[Excerpts from a dataset]
Segment Open

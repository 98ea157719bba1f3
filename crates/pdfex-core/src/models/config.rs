//! Configuration structures for the extraction pipeline.

use serde::{Deserialize, Serialize};
use std::path::PathBuf;

/// Main configuration for the pdfex pipeline.
#[derive(Debug, Clone, Serialize, Deserialize)]
#[serde(default)]
pub struct ExtractConfig {
    /// Extraction behavior.
    pub extraction: ExtractionSettings,

    /// Output persistence.
    pub output: OutputSettings,
}

impl Default for ExtractConfig {
    fn default() -> Self {
        Self {
            extraction: ExtractionSettings::default(),
            output: OutputSettings::default(),
        }
    }
}

/// Settings controlling what is extracted.
#[derive(Debug, Clone, Serialize, Deserialize)]
#[serde(default)]
pub struct ExtractionSettings {
    /// Decode and count embedded images.
    pub enable_images: bool,
}

impl Default for ExtractionSettings {
    fn default() -> Self {
        Self {
            enable_images: true,
        }
    }
}

/// Settings controlling where and how results are written.
#[derive(Debug, Clone, Serialize, Deserialize)]
#[serde(default)]
pub struct OutputSettings {
    /// Directory receiving JSON and summary artifacts.
    pub output_dir: PathBuf,

    /// Which artifacts to write.
    pub output_format: OutputFormat,

    /// Path of the persistent cache index, if any.
    pub cache_index: Option<PathBuf>,

    /// Above this source size the JSON artifact is written compact.
    pub compact_json_threshold_mb: f64,
}

impl Default for OutputSettings {
    fn default() -> Self {
        Self {
            output_dir: PathBuf::from("extracted_content"),
            output_format: OutputFormat::Json,
            cache_index: None,
            compact_json_threshold_mb: 50.0,
        }
    }
}

/// Output artifact selection.
#[derive(Debug, Clone, Copy, Default, PartialEq, Eq, Serialize, Deserialize)]
#[serde(rename_all = "snake_case")]
pub enum OutputFormat {
    /// Structured JSON result.
    #[default]
    Json,
    /// Plain-text summary report.
    Text,
    /// Both artifacts.
    Both,
}

impl OutputFormat {
    pub fn includes_json(self) -> bool {
        matches!(self, OutputFormat::Json | OutputFormat::Both)
    }

    pub fn includes_text(self) -> bool {
        matches!(self, OutputFormat::Text | OutputFormat::Both)
    }
}

impl ExtractConfig {
    /// Load configuration from a JSON file.
    pub fn from_file(path: &std::path::Path) -> Result<Self, std::io::Error> {
        let content = std::fs::read_to_string(path)?;
        serde_json::from_str(&content)
            .map_err(|e| std::io::Error::new(std::io::ErrorKind::InvalidData, e.to_string()))
    }

    /// Save configuration to a JSON file.
    pub fn save(&self, path: &std::path::Path) -> Result<(), std::io::Error> {
        let content = serde_json::to_string_pretty(self)
            .map_err(|e| std::io::Error::new(std::io::ErrorKind::InvalidData, e.to_string()))?;
        std::fs::write(path, content)
    }
}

Segment Closed

Take the lines from the top of the data through the one that contains "and summary artifacts." and copy them exactly, leaving out every line after it.

__Task solution__:
repository 98ea157719bba1f3
filename crates/pdfex-core/src/models/config.rs
//! Configuration structures for the extraction pipeline.

use serde::{Deserialize, Serialize};
use std::path::PathBuf;

/// Main configuration for the pdfex pipeline.
#[derive(Debug, Clone, Serialize, Deserialize)]
#[serde(default)]
pub struct ExtractConfig {
    /// Extraction behavior.
    pub extraction: ExtractionSettings,

    /// Output persistence.
    pub output: OutputSettings,
}

impl Default for ExtractConfig {
    fn default() -> Self {
        Self {
            extraction: ExtractionSettings::default(),
            output: OutputSettings::default(),
        }
    }
}

/// Settings controlling what is extracted.
#[derive(Debug, Clone, Serialize, Deserialize)]
#[serde(default)]
pub struct ExtractionSettings {
    /// Decode and count embedded images.
    pub enable_images: bool,
}

impl Default for ExtractionSettings {
    fn default() -> Self {
        Self {
            enable_images: true,
        }
    }
}

/// Settings controlling where and how results are written.
#[derive(Debug, Clone, Serialize, Deserialize)]
#[serde(default)]
pub struct OutputSettings {
    /// Directory receiving JSON and summary artifacts.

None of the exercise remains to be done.